These words are written on Christmas morning, in the midst of the Christmas service of a noted cathedral in a great state church at the capital of one of Europe's leading nations. The vast church is packed to the doors. Every seat is taken, and hundreds stand in the aisles. The mighty dome overhead, with its ornate architecture and resplendent marble and gold, surmounts the outspreading wings of the edifice. Stained-glass windows of marvelous beauty portray arrestingly the visitation of the Wise Men, the crucifixion, and the ascension of Christ. The giant organ pours forth melodious strains that make the very structure itself vibrate in response, and a large boys' choir adds to the attractiveness of the service.
The mighty mosaics of the four evangelists, and towering statues of the great Reformers, —Luther, Melanchthon, Zwingli, and Calvin,—each with a clasped Bible in hand, look down from the heights upon the vast congregation of worshipers below. With impressive intonation the robed minister reads from the Psalter as the congregation stands, and the responses echo back from choir and organ or the congregation. High above us the storied scenes of Holy Writ are sculptured in bas-relief upon the encircling dome. The altar has its cross and suspended Victim, and its lighted candles. Seraph and cherub of marble look down upon that which now has but a name to live, and is spiritually dead. Complacency is writ in heavy lines upon the faces of the congregation of worshipers. Everything conspires to please the senses, and to satisfy human pride and instinct.

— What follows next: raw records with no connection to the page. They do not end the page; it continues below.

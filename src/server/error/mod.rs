//! Error types and HTTP response handling.
//!
//! This module provides the application's error hierarchy and conversion logic for
//! transforming errors into HTTP responses. The `AppError` enum is the top-level error
//! type returned by startup code and request handlers.
//!
//! Remote collection API failures are deliberately absent from `AppError`: they are
//! described by `CollectionError`, logged by the collection client and replaced with an
//! empty result before any handler sees them.

pub mod collection;
pub mod config;

use axum::{
    http::StatusCode,
    response::{IntoResponse, Response},
    Json,
};
use thiserror::Error;

use crate::server::{error::config::ConfigError, model::api::ErrorDto};

/// Top-level application error type.
///
/// Most variants use `#[from]` for automatic conversion with `?`. Every variant is an
/// internal failure from the client's point of view, so all of them map to a
/// 500 Internal Server Error with a generic body.
#[derive(Error, Debug)]
pub enum AppError {
    /// Configuration error during startup or environment variable loading.
    #[error(transparent)]
    ConfigErr(#[from] ConfigError),

    /// Socket or filesystem error, typically while binding the listener.
    #[error(transparent)]
    IoErr(#[from] std::io::Error),

    /// HTTP client construction error from reqwest.
    #[error(transparent)]
    ReqwestErr(#[from] reqwest::Error),

    /// Failure to serialize a view context into the renderer's data mapping.
    #[error(transparent)]
    JsonErr(#[from] serde_json::Error),
}

/// Converts application errors into HTTP responses.
///
/// The full error is logged server-side; clients only receive a generic message so
/// remote URLs or filesystem paths never leak into responses.
impl IntoResponse for AppError {
    fn into_response(self) -> Response {
        InternalServerError(self).into_response()
    }
}

/// Wrapper type for converting any displayable error into a 500 Internal Server Error response.
pub struct InternalServerError<E>(pub E);

impl<E: std::fmt::Display> IntoResponse for InternalServerError<E> {
    fn into_response(self) -> Response {
        tracing::error!("{}", self.0);

        (
            StatusCode::INTERNAL_SERVER_ERROR,
            Json(ErrorDto {
                error: "Internal server error".to_string(),
            }),
        )
            .into_response()
    }
}
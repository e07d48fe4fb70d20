//! Person factory for registering single-person records on the mock API.
//!
//! Where fixtures only build JSON, the factory also mounts a
//! `GET {API_PREFIX}/person/{id}` handler so the detail route can fetch the record.

use serde_json::{json, Value};
use wiremock::{
    matchers::{method, path},
    Mock, MockServer, ResponseTemplate,
};

use crate::{
    context::API_PREFIX,
    factory::helpers::next_id,
    fixture::person::{entity_builder, PersonEntityBuilder},
};

/// Factory for mounting person detail records with customizable fields.
///
/// # Example
///
/// ```rust,ignore
/// use test_utils::factory::person::PersonFactory;
///
/// let person = PersonFactory::new(&test.server)
///     .name("Ada")
///     .residency("Utrecht")
///     .mount()
///     .await;
/// ```
pub struct PersonFactory<'a> {
    server: &'a MockServer,
    id: u64,
    builder: PersonEntityBuilder,
}

impl<'a> PersonFactory<'a> {
    /// Creates a new factory with a unique id and fixture defaults.
    pub fn new(server: &'a MockServer) -> Self {
        let id = next_id();
        Self {
            server,
            id,
            builder: entity_builder().id(id).name(format!("Person {}", id)),
        }
    }

    /// Sets the person id (and the path the record is served on).
    pub fn id(mut self, id: u64) -> Self {
        self.id = id;
        self.builder = self.builder.id(id);
        self
    }

    /// Sets the person name.
    pub fn name(mut self, name: impl Into<String>) -> Self {
        self.builder = self.builder.name(name);
        self
    }

    /// Sets the residency.
    pub fn residency(mut self, residency: impl Into<String>) -> Self {
        self.builder = self.builder.residency(residency);
        self
    }

    /// Sets an arbitrary attribute.
    pub fn field(mut self, key: impl Into<String>, value: Value) -> Self {
        self.builder = self.builder.field(key, value);
        self
    }

    /// Mounts the record on the mock server and returns it.
    pub async fn mount(self) -> Value {
        let record = self.builder.build();

        Mock::given(method("GET"))
            .and(path(format!("{}/person/{}", API_PREFIX, self.id)))
            .respond_with(ResponseTemplate::new(200).set_body_json(json!({ "data": record })))
            .mount(self.server)
            .await;

        record
    }
}

/// Mounts a person detail record with default values.
pub async fn create_person(server: &MockServer) -> Value {
    PersonFactory::new(server).mount().await
}
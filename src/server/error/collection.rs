use reqwest::StatusCode;
use thiserror::Error;

/// Failures talking to the remote collection API.
///
/// These never reach request handlers. `CollectionClient` logs them and substitutes an
/// empty result, so a broken upstream degrades a page instead of failing it.
#[derive(Error, Debug)]
pub enum CollectionError {
    /// The API answered with a non-success status code.
    #[error("Collection API returned HTTP {status} for {url}")]
    Status {
        /// Status code returned by the API
        status: StatusCode,
        /// Full request URL including the encoded query string
        url: String,
    },

    /// The request could not be sent or the body could not be read.
    #[error("Collection API request failed: {0}")]
    Transport(#[from] reqwest::Error),

    /// The response body was not valid JSON.
    #[error("Collection API returned malformed JSON: {0}")]
    Decode(#[from] serde_json::Error),
}
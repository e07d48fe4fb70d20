pub mod static_assets;
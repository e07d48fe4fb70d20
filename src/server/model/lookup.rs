//! Static lookup tables translating route vocabulary into collection API values.
//!
//! Role slugs appear as the final path segment of role listings (`/students`) and sort
//! keys arrive as the `?sort=` query parameter. Both are resolved here before any query
//! is built, so an unknown value never reaches the remote API.

/// Cohort every person and squad query is scoped to.
pub const COHORT: &str = "2526";

/// Tribe every squad query and the home listing are scoped to.
pub const TRIBE_NAME: &str = "FDND Jaar 1";

/// Sort field used when no sort key is given or the key is unknown.
pub const DEFAULT_SORT_FIELD: &str = "name";

/// Role slug to role id.
pub const ROLE_MAP: [(&str, u32); 7] = [
    ("teachers", 1),
    ("leaders", 2),
    ("tribes", 3),
    ("students", 4),
    ("experts", 5),
    ("owners", 6),
    ("officers", 7),
];

/// Sort key to remote sort field.
pub const SORT_MAP: [(&str, &str); 11] = [
    ("baldness", "is_bold"),
    ("a-z", "name"),
    ("shoe-size", "shoe_size"),
    ("season", "fav_season"),
    ("age", "birthdate"),
    ("fav-css", "fav_property"),
    ("nickname", "nickname"),
    ("git-handle", "github_handle"),
    ("fav-color", "fav_color"),
    ("residency", "residency"),
    ("z-a", "-name"),
];

/// Resolves a role slug to its numeric role id.
///
/// # Arguments
/// - `slug` - Path segment such as `"students"`
///
/// # Returns
/// - `Some(u32)` - Role id for a known slug
/// - `None` - Slug is not a role; the caller should defer to the next handler
pub fn role_id(slug: &str) -> Option<u32> {
    ROLE_MAP
        .iter()
        .find(|(known, _)| *known == slug)
        .map(|(_, id)| *id)
}

/// Resolves an optional sort key to the remote sort field.
///
/// Unknown and absent keys both resolve to `DEFAULT_SORT_FIELD`.
pub fn sort_field(key: Option<&str>) -> &'static str {
    key.and_then(|key| {
        SORT_MAP
            .iter()
            .find(|(known, _)| *known == key)
            .map(|(_, field)| *field)
    })
    .unwrap_or(DEFAULT_SORT_FIELD)
}

#[cfg(test)]
mod tests {
    use super::*;
    use std::collections::HashSet;

    #[test]
    fn resolves_every_known_role_slug() {
        assert_eq!(role_id("teachers"), Some(1));
        assert_eq!(role_id("students"), Some(4));
        assert_eq!(role_id("officers"), Some(7));
    }

    #[test]
    fn unknown_role_slug_resolves_to_none() {
        assert_eq!(role_id("student"), None);
        assert_eq!(role_id("Students"), None);
        assert_eq!(role_id(""), None);
        assert_eq!(role_id("favicon.ico"), None);
    }

    #[test]
    fn role_slugs_and_ids_are_unique() {
        let slugs: HashSet<_> = ROLE_MAP.iter().map(|(slug, _)| slug).collect();
        let ids: HashSet<_> = ROLE_MAP.iter().map(|(_, id)| id).collect();

        assert_eq!(slugs.len(), ROLE_MAP.len());
        assert_eq!(ids.len(), ROLE_MAP.len());
    }

    #[test]
    fn resolves_every_known_sort_key() {
        for (key, field) in SORT_MAP {
            assert_eq!(sort_field(Some(key)), field, "sort key {key}");
        }
    }

    #[test]
    fn unknown_or_missing_sort_key_falls_back_to_name() {
        assert_eq!(sort_field(None), "name");
        assert_eq!(sort_field(Some("")), "name");
        assert_eq!(sort_field(Some("shoe_size")), "name");
        assert_eq!(sort_field(Some("-name")), "name");
    }

    #[test]
    fn only_z_a_sorts_descending() {
        let descending: Vec<_> = SORT_MAP
            .iter()
            .filter(|(_, field)| field.starts_with('-'))
            .map(|(key, _)| *key)
            .collect();

        assert_eq!(descending, vec!["z-a"]);
    }
}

And now the minister ascends the high canopied lectern, and preaches with vigor and persuasion to thousands of receptive ears. Yet to these, and countless thousands like them, we must reach and give the message committed to our trust. We must present the full, saving gospel in the terms and setting of God's final threefold message for this consummating hour of religious apostasy. We are to declare the full, true, changeless, everlasting gospel that converts the soul and transforms the life, and prepares a people to meet God. We are to complete the arrested Reformation of the sixteenth century, which has been steadily slipping, until there remains but little semblance to the spirit and power of the movement that was then true to all light that had been received.

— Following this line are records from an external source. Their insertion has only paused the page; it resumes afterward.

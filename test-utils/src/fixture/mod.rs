//! Test fixtures providing reusable collection API records without a mock server.
//!
//! Fixture functions build JSON records shaped like the collection API's responses.
//! Unlike factories, fixtures do NOT register anything on the mock server.
//!
//! # When to Use Fixtures
//!
//! - **Response bodies**: Pass to `TestBuilder::with_persons` and friends
//! - **Expectations**: Compare rendered contexts against the records that were served
//! - **Default values**: Provide consistent defaults for factory builders
//!
//! # Example
//!
//! ```rust,ignore
//! use test_utils::fixture;
//!
//! let person = fixture::person::entity();
//!
//! let student = fixture::person::entity_builder()
//!     .name("Ada")
//!     .role_name("Student")
//!     .build();
//! ```

pub mod person;
pub mod squad;
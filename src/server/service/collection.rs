//! Client for the remote filterable collection API.
//!
//! Every outbound request goes through `CollectionClient`. It owns the default scope
//! parameters, the query string encoding and the failure policy: any non-success
//! status, transport error or malformed body is logged and replaced by an empty array,
//! so handlers always receive either real data or an empty result.

use serde_json::{Map, Value};

use crate::server::{
    error::collection::CollectionError,
    model::{lookup::COHORT, query::QueryParams},
};

/// Field directive applied to every scoped query.
pub const DEFAULT_FIELDS: &str = "*,squads.*";

/// Filter key restricting persons to squads of the configured cohort.
pub const COHORT_FILTER: &str = "filter[squads][squad_id][cohort]";

#[derive(Clone)]
pub struct CollectionClient {
    http_client: reqwest::Client,
    api_base: String,
}

impl CollectionClient {
    /// Creates a client for the API rooted at `api_base`.
    ///
    /// # Arguments
    /// - `http_client` - Shared reqwest client (cheap to clone)
    /// - `api_base` - Base URL such as `https://fdnd.directus.app/items`; a trailing
    ///   slash is ignored
    pub fn new(http_client: reqwest::Client, api_base: impl Into<String>) -> Self {
        let api_base = api_base.into().trim_end_matches('/').to_string();
        Self {
            http_client,
            api_base,
        }
    }

    /// Default scope applied by `fetch_items` before caller overrides.
    pub fn default_params() -> QueryParams {
        QueryParams::new()
            .with("fields", DEFAULT_FIELDS)
            .with(COHORT_FILTER, COHORT)
    }

    /// Fetches records scoped to the cohort.
    ///
    /// Starts from `default_params()` and applies `overrides` on top; caller values win
    /// on key collision.
    ///
    /// # Arguments
    /// - `endpoint` - Collection path, optionally with a sub-path such as `person/12`
    /// - `overrides` - Additional or replacing filter/sort/field directives
    ///
    /// # Returns
    /// The response's `data` value, or an empty array on any failure
    pub async fn fetch_items(&self, endpoint: &str, overrides: QueryParams) -> Value {
        let params = Self::default_params().merge(overrides);
        self.fetch_unscoped(endpoint, &params).await
    }

    /// Fetches records with exactly `params`, without the default scope.
    ///
    /// Same failure policy as `fetch_items`.
    pub async fn fetch_unscoped(&self, endpoint: &str, params: &QueryParams) -> Value {
        match self.get_data(endpoint, params).await {
            Ok(data) => data,
            Err(err) => {
                tracing::warn!(endpoint, "Falling back to empty result: {}", err);
                Value::Array(Vec::new())
            }
        }
    }

    /// Builds the full request URL for `endpoint` with `params` encoded as the query.
    pub fn url_for(&self, endpoint: &str, params: &QueryParams) -> String {
        let mut url = format!("{}/{}", self.api_base, endpoint.trim_start_matches('/'));
        if !params.is_empty() {
            url.push('?');
            url.push_str(&params.to_query_string());
        }
        url
    }

    async fn get_data(&self, endpoint: &str, params: &QueryParams) -> Result<Value, CollectionError> {
        let url = self.url_for(endpoint, params);
        tracing::debug!("GET {}", url);

        let response = self.http_client.get(&url).send().await?;

        let status = response.status();
        if !status.is_success() {
            return Err(CollectionError::Status { status, url });
        }

        let body = response.bytes().await?;
        let mut envelope: Value = serde_json::from_slice(&body)?;

        let data = envelope
            .as_object_mut()
            .and_then(|object| object.remove("data"))
            .filter(|data| !data.is_null());

        Ok(data.unwrap_or_else(|| Value::Array(Vec::new())))
    }
}

/// Decodes a collection response into records.
///
/// Records are taken over as returned. Non-array data yields an empty list, and array
/// entries that are not objects are not records, so they are left out.
pub fn decode_list<T: From<Map<String, Value>>>(data: Value) -> Vec<T> {
    let Value::Array(records) = data else {
        return Vec::new();
    };

    records
        .into_iter()
        .filter_map(|record| match record {
            Value::Object(record) => Some(T::from(record)),
            _ => None,
        })
        .collect()
}

/// Decodes a single-item response.
///
/// The API answers an unknown id with an error status (mapped to `[]` by the client) or
/// with no object at all, both of which become `None`.
pub fn decode_one<T: From<Map<String, Value>>>(data: Value) -> Option<T> {
    match data {
        Value::Object(record) => Some(T::from(record)),
        _ => None,
    }
}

But now with hostile churches, hostile governments, and indifferent and antagonistic peoples, our task is herculean. Everything is seemingly against it and contrary to it. It is seemingly new and unrecognized. It is unestablished as an organization back through the centuries. It has its roots in a foreign land and language, and is therefore an innovation, alien to national tradition and history. But, on the other hand, it alone satisfies the needs and longings of the human heart. It alone tallies with explicit demands of Holy Writ—its provisions, promises, and prophecies—and so alone meets the requirements and the challenge of the hour. It alone corrects the departures introduced through the centuries. It alone retains all truth regained through Reformation times, while going on to perfection through God's full provisions. And it alone has the approval of the divine commission for this day, and the promise of the Holy Spirit's confirming witness.

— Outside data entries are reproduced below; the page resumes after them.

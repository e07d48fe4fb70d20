use thiserror::Error;

/// Errors that can occur while setting up a test context.
#[derive(Error, Debug)]
pub enum TestError {
    /// Failed to create the temporary public directory or write an asset into it.
    #[error(transparent)]
    Io(#[from] std::io::Error),

    /// Asset path escapes the public directory.
    #[error("Public file path '{0}' must be relative and stay inside the public directory")]
    InvalidAssetPath(String),
}
//! Fetch engine
//!
//! The FetchEngine is the single entry point for loading a URL:
//! 1. Resolve the raw string into a Target
//! 2. Dispatch on its scheme
//! 3. http/https go through the network stack (cache, redirects, decoding)
//! 4. file/data are answered locally

mod local;

pub use local::{fetch_data, fetch_file};

use std::sync::Arc;

use crate::network::{
    self, Cache, Connector, FetchConfig, HttpCache, Response, Scheme, Target, TcpConnector,
};
use crate::utils::Result;

/// Loads one URL at a time into a [`Response`]
pub struct FetchEngine {
    config: FetchConfig,
    connector: Arc<dyn Connector>,
    cache: Arc<dyn Cache>,
}

impl FetchEngine {
    /// Engine with real sockets, the default config and an empty cache
    pub fn new() -> Self {
        Self::with_config(FetchConfig::default())
    }

    pub fn with_config(config: FetchConfig) -> Self {
        Self::with_parts(
            config,
            Arc::new(TcpConnector::new()),
            Arc::new(HttpCache::new()),
        )
    }

    /// Engine with caller-supplied transport and cache
    pub fn with_parts(
        config: FetchConfig,
        connector: Arc<dyn Connector>,
        cache: Arc<dyn Cache>,
    ) -> Self {
        Self {
            config,
            connector,
            cache,
        }
    }

    pub fn config(&self) -> &FetchConfig {
        &self.config
    }

    /// Get the response cache shared by every fetch of this engine
    pub fn cache(&self) -> &Arc<dyn Cache> {
        &self.cache
    }

    /// Fetch a URL
    pub fn fetch(&self, url: &str) -> Result<Response> {
        let target = Target::parse(url)?;
        log::debug!("fetching {}", target);

        match target.scheme() {
            Scheme::Http | Scheme::Https => network::fetch(
                target,
                self.connector.as_ref(),
                self.cache.as_ref(),
                &self.config,
            ),
            Scheme::File => fetch_file(&target),
            Scheme::Data => fetch_data(&target),
        }
    }
}

impl Default for FetchEngine {
    fn default() -> Self {
        Self::new()
    }
}
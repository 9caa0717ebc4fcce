//! Shared utilities and error types

pub mod error;

pub use error::{FetchError, Result};
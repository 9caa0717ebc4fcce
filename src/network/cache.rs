//! HTTP Cache implementation
//!
//! A response is cacheable when its status is exactly 200 and it carries a
//! `Cache-Control: max-age=N` directive. Entries expire lazily: a lookup
//! that finds a stale entry evicts it, nothing sweeps in the background.

use std::collections::HashMap;
use std::sync::RwLock;
use std::time::{Duration, Instant};

use super::response::Response;

/// Storage seam for cached responses
#[cfg_attr(test, mockall::automock)]
pub trait Cache: Send + Sync {
    /// Fresh response for `key`, evicting it first if it has expired
    fn get(&self, key: &str) -> Option<Response>;

    /// Store `response` under `key` for `ttl`
    fn put(&self, key: &str, response: Response, ttl: Duration);
}

/// Cache entry representing a cached response
#[derive(Debug, Clone)]
pub struct CacheEntry {
    /// When this entry stops being served
    pub expires_at: Instant,
    /// Cached response, returned unchanged on a hit
    pub response: Response,
}

impl CacheEntry {
    pub fn new(response: Response, ttl: Duration) -> Self {
        Self {
            expires_at: Instant::now() + ttl,
            response,
        }
    }

    /// Check if this entry is still fresh
    pub fn is_fresh(&self) -> bool {
        Instant::now() < self.expires_at
    }
}

/// Outcome of reading `max-age` from a Cache-Control header
#[derive(Debug, Clone, Copy, PartialEq, Eq)]
pub enum MaxAge {
    /// No max-age directive at all
    Absent,
    /// Directive present but its value is not a number of seconds
    Invalid,
    Seconds(u64),
}

/// Cache-Control directive parser
#[derive(Debug, Clone, Copy, PartialEq, Eq)]
pub struct CacheControl {
    pub max_age: MaxAge,
}

impl CacheControl {
    /// Parse Cache-Control header value
    pub fn parse(header: &str) -> Self {
        let mut max_age = MaxAge::Absent;

        for directive in header.split(',') {
            let directive = directive.trim();
            let (name, value) = directive.split_once('=').unwrap_or((directive, ""));
            if name.trim().eq_ignore_ascii_case("max-age") {
                max_age = value
                    .trim()
                    .trim_matches('"')
                    .parse()
                    .map(MaxAge::Seconds)
                    .unwrap_or(MaxAge::Invalid);
            }
        }

        Self { max_age }
    }

    /// Lifetime of a cacheable 200 response, if it has one.
    ///
    /// An unparsable max-age is logged and the response simply goes
    /// uncached.
    pub fn ttl_for(response: &Response) -> Option<Duration> {
        if response.status() != 200 {
            return None;
        }
        let header = response.header("cache-control")?;
        match Self::parse(header).max_age {
            MaxAge::Seconds(secs) => Some(Duration::from_secs(secs)),
            MaxAge::Invalid => {
                log::warn!("max-age in '{}' is not valid, not caching", header);
                None
            }
            MaxAge::Absent => None,
        }
    }
}

/// Unbounded in-memory cache guarded by a lock
pub struct HttpCache {
    /// Cached entries by URL
    entries: RwLock<HashMap<String, CacheEntry>>,
}

impl HttpCache {
    pub fn new() -> Self {
        Self {
            entries: RwLock::new(HashMap::new()),
        }
    }

    /// Number of entries, stale ones included
    pub fn len(&self) -> usize {
        self.entries.read().map(|e| e.len()).unwrap_or(0)
    }

    pub fn is_empty(&self) -> bool {
        self.len() == 0
    }

    /// Clear all cached entries
    pub fn clear(&self) {
        if let Ok(mut entries) = self.entries.write() {
            entries.clear();
        }
    }
}

impl Default for HttpCache {
    fn default() -> Self {
        Self::new()
    }
}

impl Cache for HttpCache {
    fn get(&self, key: &str) -> Option<Response> {
        {
            let entries = self.entries.read().ok()?;
            let entry = entries.get(key)?;
            if entry.is_fresh() {
                log::debug!("cache hit for {}", key);
                return Some(entry.response.clone());
            }
        }

        log::debug!("evicting stale cache entry for {}", key);
        if let Ok(mut entries) = self.entries.write() {
            // Another caller may have refreshed it between the two locks
            if entries.get(key).is_some_and(|e| !e.is_fresh()) {
                entries.remove(key);
            }
        }
        None
    }

    fn put(&self, key: &str, response: Response, ttl: Duration) {
        log::debug!("caching {} for {}s", key, ttl.as_secs());
        if let Ok(mut entries) = self.entries.write() {
            entries.insert(key.to_string(), CacheEntry::new(response, ttl));
        }
    }
}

We must have this power from above, or we shall fail in our task. The Spirit of God must break through these baffling barriers, or success is not possible. 0 for that mighty flame to burn its way through sin and unbelief! 0 for that which will cause mankind to pause and listen, to hearken and to heed! Let there be a mighty, ceaseless appeal to God for power commensurate with the need, and for grace that matches the challenge of Europe, especially in lands where the sects are unrecognized, despised, and hounded by the state, and by the dominant church.
O God, hear Thou our prayers. Give power to Thy servants, as they witness and preach for Thee. Make them Thy men of God, mighty in the Scriptures, faithful and effective in turning men from error to truth, from sin to righteousness, and from darkness to light; for Thine is the work, and to Thee the glory evermore. Amen.
L. E. F.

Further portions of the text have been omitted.